Across all of the records below, determine the number of lines containing the string "renderer"; reply with that number only.

Data for the task

==============================

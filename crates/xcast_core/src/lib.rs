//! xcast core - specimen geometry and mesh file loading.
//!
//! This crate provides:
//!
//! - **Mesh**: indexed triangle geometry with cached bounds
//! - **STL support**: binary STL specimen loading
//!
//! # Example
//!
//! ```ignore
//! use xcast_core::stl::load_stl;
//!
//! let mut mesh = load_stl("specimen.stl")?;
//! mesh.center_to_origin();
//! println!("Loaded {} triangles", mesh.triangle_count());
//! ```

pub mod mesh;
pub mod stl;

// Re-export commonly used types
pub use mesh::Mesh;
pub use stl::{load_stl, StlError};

==============================

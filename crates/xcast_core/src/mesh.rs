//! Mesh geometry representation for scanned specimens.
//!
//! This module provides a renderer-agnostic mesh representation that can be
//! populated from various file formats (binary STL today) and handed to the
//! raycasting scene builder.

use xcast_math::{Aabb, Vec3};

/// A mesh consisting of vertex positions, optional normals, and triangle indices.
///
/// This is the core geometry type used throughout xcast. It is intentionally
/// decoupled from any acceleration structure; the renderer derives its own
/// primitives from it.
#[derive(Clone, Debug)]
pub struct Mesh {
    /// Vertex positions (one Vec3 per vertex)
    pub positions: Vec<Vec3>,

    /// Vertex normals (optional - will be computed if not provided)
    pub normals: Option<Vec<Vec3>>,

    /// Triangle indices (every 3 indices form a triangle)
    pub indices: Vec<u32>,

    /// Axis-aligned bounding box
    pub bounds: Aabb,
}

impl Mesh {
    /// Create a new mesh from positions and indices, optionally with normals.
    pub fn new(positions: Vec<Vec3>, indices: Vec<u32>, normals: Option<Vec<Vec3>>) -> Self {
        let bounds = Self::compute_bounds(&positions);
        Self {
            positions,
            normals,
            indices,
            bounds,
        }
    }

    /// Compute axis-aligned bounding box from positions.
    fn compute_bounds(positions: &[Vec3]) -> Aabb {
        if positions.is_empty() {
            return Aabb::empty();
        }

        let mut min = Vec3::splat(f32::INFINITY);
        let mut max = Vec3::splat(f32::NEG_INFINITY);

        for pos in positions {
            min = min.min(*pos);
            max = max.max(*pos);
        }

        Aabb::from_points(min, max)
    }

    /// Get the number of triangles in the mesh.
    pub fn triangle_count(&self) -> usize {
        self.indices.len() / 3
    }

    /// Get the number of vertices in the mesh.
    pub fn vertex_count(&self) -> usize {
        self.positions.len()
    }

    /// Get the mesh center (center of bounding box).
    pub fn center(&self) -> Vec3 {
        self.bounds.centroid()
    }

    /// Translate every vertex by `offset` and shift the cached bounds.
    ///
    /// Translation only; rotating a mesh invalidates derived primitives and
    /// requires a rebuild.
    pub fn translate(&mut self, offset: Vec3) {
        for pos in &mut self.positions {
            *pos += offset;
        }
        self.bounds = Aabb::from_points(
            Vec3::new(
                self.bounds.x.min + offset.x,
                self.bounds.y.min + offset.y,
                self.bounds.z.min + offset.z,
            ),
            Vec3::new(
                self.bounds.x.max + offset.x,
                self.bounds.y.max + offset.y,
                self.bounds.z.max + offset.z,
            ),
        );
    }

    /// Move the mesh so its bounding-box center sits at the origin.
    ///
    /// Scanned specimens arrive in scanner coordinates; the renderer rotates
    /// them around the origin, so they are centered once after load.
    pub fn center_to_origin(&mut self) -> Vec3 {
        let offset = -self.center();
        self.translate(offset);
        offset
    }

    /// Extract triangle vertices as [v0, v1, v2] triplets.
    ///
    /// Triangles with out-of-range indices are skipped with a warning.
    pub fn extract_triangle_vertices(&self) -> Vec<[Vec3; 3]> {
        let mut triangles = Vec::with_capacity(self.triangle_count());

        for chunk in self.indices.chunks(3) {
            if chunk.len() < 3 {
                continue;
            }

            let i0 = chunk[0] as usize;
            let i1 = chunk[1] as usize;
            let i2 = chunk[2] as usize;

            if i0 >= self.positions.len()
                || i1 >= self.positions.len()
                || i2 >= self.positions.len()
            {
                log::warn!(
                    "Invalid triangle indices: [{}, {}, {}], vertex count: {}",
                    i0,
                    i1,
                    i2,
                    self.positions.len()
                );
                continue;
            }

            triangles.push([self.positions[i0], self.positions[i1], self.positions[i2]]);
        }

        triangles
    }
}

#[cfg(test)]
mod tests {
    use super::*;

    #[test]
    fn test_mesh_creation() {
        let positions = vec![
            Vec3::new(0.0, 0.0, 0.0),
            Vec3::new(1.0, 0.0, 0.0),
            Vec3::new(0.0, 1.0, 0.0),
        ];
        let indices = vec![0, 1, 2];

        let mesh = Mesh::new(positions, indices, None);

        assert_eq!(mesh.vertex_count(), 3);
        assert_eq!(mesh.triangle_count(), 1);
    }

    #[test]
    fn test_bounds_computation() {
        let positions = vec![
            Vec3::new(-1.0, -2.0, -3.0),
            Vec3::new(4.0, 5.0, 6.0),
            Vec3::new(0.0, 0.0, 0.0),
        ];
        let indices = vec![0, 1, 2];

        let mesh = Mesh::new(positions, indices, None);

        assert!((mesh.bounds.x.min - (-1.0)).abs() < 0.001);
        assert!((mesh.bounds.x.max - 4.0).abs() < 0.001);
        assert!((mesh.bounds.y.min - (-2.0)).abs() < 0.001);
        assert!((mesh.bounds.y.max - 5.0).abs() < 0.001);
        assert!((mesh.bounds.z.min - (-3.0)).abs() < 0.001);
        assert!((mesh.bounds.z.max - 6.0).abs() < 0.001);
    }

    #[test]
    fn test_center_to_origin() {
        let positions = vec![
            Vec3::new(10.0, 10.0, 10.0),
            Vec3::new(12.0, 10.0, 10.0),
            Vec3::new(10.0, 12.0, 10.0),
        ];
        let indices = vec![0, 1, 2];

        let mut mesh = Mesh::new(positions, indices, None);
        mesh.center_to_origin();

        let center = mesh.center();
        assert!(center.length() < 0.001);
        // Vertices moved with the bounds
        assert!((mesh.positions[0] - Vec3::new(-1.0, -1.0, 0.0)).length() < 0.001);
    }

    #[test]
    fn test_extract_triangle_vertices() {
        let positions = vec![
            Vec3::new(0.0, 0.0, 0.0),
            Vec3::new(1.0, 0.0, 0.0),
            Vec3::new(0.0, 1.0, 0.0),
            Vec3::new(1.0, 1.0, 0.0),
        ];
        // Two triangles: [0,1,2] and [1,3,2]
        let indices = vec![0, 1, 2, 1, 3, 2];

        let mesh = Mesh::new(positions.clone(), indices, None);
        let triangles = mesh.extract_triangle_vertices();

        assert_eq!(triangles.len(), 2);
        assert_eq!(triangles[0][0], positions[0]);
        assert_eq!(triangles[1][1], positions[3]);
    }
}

==============================

Answer to this problem
3